→ WORK ITEM:
Every record must be copied exactly. Leave nothing out.

→ MATERIAL PROVIDED:
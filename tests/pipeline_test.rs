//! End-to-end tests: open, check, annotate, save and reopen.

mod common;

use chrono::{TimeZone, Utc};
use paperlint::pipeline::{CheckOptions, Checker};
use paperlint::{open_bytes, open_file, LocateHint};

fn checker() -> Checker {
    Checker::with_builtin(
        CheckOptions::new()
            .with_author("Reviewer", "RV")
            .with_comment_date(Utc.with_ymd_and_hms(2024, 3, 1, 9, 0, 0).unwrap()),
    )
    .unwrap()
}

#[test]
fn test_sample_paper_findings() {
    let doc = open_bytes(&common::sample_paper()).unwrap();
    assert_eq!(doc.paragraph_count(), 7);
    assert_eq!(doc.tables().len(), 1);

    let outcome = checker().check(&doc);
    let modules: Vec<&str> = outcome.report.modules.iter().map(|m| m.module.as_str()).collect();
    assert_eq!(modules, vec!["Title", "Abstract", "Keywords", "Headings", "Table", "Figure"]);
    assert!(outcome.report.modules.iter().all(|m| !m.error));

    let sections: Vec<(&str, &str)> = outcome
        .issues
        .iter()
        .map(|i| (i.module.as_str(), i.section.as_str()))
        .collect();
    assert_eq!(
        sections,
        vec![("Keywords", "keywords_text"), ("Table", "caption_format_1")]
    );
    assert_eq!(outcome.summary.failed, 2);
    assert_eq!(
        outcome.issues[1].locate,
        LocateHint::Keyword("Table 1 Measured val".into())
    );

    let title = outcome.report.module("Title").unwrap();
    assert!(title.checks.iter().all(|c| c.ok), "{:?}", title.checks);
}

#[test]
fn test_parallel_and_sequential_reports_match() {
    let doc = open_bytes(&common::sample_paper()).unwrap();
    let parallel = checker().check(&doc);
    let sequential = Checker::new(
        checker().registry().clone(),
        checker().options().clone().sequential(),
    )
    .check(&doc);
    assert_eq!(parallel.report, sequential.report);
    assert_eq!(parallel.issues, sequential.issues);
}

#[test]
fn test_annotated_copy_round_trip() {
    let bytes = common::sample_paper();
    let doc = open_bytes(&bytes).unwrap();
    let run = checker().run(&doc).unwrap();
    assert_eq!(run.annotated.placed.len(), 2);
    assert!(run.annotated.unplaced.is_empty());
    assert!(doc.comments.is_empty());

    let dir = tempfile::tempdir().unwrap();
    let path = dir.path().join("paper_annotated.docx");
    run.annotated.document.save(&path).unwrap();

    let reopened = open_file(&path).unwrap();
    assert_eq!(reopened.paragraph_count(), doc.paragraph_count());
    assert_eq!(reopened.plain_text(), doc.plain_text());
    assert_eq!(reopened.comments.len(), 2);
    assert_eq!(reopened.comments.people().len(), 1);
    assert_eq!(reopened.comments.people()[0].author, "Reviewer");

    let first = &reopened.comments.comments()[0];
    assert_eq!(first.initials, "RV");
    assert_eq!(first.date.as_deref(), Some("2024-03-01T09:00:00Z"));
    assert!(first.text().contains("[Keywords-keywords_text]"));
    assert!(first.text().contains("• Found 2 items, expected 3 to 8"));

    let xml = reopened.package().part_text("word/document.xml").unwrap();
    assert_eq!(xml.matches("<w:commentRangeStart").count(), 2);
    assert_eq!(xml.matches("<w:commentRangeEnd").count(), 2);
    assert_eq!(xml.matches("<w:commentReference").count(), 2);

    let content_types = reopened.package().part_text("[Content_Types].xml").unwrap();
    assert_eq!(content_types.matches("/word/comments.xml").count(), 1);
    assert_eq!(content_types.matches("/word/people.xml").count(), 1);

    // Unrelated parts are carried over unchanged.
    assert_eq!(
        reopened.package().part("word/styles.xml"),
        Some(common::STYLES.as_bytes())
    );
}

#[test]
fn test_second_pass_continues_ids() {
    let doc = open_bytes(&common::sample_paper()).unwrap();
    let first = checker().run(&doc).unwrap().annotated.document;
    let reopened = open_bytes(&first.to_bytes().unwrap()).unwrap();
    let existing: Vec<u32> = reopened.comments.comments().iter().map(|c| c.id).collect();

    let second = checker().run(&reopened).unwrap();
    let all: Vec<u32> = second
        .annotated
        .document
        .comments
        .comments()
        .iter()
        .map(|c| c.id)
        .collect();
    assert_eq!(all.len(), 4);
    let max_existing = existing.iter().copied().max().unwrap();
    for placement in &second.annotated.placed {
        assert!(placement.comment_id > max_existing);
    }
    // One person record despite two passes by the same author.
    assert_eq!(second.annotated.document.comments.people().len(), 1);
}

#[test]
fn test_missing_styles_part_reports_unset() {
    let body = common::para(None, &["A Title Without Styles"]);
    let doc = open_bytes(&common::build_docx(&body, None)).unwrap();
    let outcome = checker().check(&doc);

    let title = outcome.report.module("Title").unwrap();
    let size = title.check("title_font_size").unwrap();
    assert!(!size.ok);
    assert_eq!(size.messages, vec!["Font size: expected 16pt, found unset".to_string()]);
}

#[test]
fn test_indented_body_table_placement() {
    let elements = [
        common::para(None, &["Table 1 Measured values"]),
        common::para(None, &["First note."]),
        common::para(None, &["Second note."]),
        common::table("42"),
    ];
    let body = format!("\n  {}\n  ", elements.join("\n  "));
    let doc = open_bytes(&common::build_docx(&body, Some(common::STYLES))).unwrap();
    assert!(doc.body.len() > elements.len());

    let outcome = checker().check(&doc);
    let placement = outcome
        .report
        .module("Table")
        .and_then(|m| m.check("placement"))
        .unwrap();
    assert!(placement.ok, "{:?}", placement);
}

→ ANSWER TO THIS TASK:
filename tests/pipeline_test.rs
//! End-to-end tests: open, check, annotate, save and reopen.

mod common;

use chrono::{TimeZone, Utc};
use paperlint::pipeline::{CheckOptions, Checker};
use paperlint::{open_bytes, open_file, LocateHint};

fn checker() -> Checker {
    Checker::with_builtin(
        CheckOptions::new()
            .with_author("Reviewer", "RV")
            .with_comment_date(Utc.with_ymd_and_hms(2024, 3, 1, 9, 0, 0).unwrap()),
    )
    .unwrap()
}

#[test]
fn test_sample_paper_findings() {
    let doc = open_bytes(&common::sample_paper()).unwrap();
    assert_eq!(doc.paragraph_count(), 7);
    assert_eq!(doc.tables().len(), 1);

    let outcome = checker().check(&doc);
    let modules: Vec<&str> = outcome.report.modules.iter().map(|m| m.module.as_str()).collect();
    assert_eq!(modules, vec!["Title", "Abstract", "Keywords", "Headings", "Table", "Figure"]);
    assert!(outcome.report.modules.iter().all(|m| !m.error));

    let sections: Vec<(&str, &str)> = outcome
        .issues
        .iter()
        .map(|i| (i.module.as_str(), i.section.as_str()))
        .collect();
    assert_eq!(
        sections,
        vec![("Keywords", "keywords_text"), ("Table", "caption_format_1")]
    );
    assert_eq!(outcome.summary.failed, 2);
    assert_eq!(
        outcome.issues[1].locate,
        LocateHint::Keyword("Table 1 Measured val".into())
    );

    let title = outcome.report.module("Title").unwrap();
    assert!(title.checks.iter().all(|c| c.ok), "{:?}", title.checks);
}

#[test]
fn test_parallel_and_sequential_reports_match() {
    let doc = open_bytes(&common::sample_paper()).unwrap();
    let parallel = checker().check(&doc);
    let sequential = Checker::new(
        checker().registry().clone(),
        checker().options().clone().sequential(),
    )
    .check(&doc);
    assert_eq!(parallel.report, sequential.report);
    assert_eq!(parallel.issues, sequential.issues);
}

#[test]
fn test_annotated_copy_round_trip() {
    let bytes = common::sample_paper();
    let doc = open_bytes(&bytes).unwrap();
    let run = checker().run(&doc).unwrap();
    assert_eq!(run.annotated.placed.len(), 2);
    assert!(run.annotated.unplaced.is_empty());
    assert!(doc.comments.is_empty());

    let dir = tempfile::tempdir().unwrap();
    let path = dir.path().join("paper_annotated.docx");
    run.annotated.document.save(&path).unwrap();

    let reopened = open_file(&path).unwrap();
    assert_eq!(reopened.paragraph_count(), doc.paragraph_count());
    assert_eq!(reopened.plain_text(), doc.plain_text());
    assert_eq!(reopened.comments.len(), 2);
    assert_eq!(reopened.comments.people().len(), 1);
    assert_eq!(reopened.comments.people()[0].author, "Reviewer");

    let first = &reopened.comments.comments()[0];
    assert_eq!(first.initials, "RV");
    assert_eq!(first.date.as_deref(), Some("2024-03-01T09:00:00Z"));
    assert!(first.text().contains("[Keywords-keywords_text]"));
    assert!(first.text().contains("• Found 2 items, expected 3 to 8"));

    let xml = reopened.package().part_text("word/document.xml").unwrap();
    assert_eq!(xml.matches("<w:commentRangeStart").count(), 2);
    assert_eq!(xml.matches("<w:commentRangeEnd").count(), 2);
    assert_eq!(xml.matches("<w:commentReference").count(), 2);

    let content_types = reopened.package().part_text("[Content_Types].xml").unwrap();
    assert_eq!(content_types.matches("/word/comments.xml").count(), 1);
    assert_eq!(content_types.matches("/word/people.xml").count(), 1);

    // Unrelated parts are carried over unchanged.
    assert_eq!(
        reopened.package().part("word/styles.xml"),
        Some(common::STYLES.as_bytes())
    );
}

#[test]
fn test_second_pass_continues_ids() {
    let doc = open_bytes(&common::sample_paper()).unwrap();
    let first = checker().run(&doc).unwrap().annotated.document;
    let reopened = open_bytes(&first.to_bytes().unwrap()).unwrap();
    let existing: Vec<u32> = reopened.comments.comments().iter().map(|c| c.id).collect();

    let second = checker().run(&reopened).unwrap();
    let all: Vec<u32> = second
        .annotated
        .document
        .comments
        .comments()
        .iter()
        .map(|c| c.id)
        .collect();
    assert_eq!(all.len(), 4);
    let max_existing = existing.iter().copied().max().unwrap();
    for placement in &second.annotated.placed {
        assert!(placement.comment_id > max_existing);
    }
    // One person record despite two passes by the same author.
    assert_eq!(second.annotated.document.comments.people().len(), 1);
}

#[test]
fn test_missing_styles_part_reports_unset() {
    let body = common::para(None, &["A Title Without Styles"]);
    let doc = open_bytes(&common::build_docx(&body, None)).unwrap();
    let outcome = checker().check(&doc);

    let title = outcome.report.module("Title").unwrap();
    let size = title.check("title_font_size").unwrap();
    assert!(!size.ok);
    assert_eq!(size.messages, vec!["Font size: expected 16pt, found unset".to_string()]);
}

#[test]
fn test_indented_body_table_placement() {
    let elements = [
        common::para(None, &["Table 1 Measured values"]),
        common::para(None, &["First note."]),
        common::para(None, &["Second note."]),
        common::table("42"),
    ];
    let body = format!("\n  {}\n  ", elements.join("\n  "));
    let doc = open_bytes(&common::build_docx(&body, Some(common::STYLES))).unwrap();
    assert!(doc.body.len() > elements.len());

    let outcome = checker().check(&doc);
    let placement = outcome
        .report
        .module("Table")
        .and_then(|m| m.check("placement"))
        .unwrap();
    assert!(placement.ok, "{:?}", placement);
}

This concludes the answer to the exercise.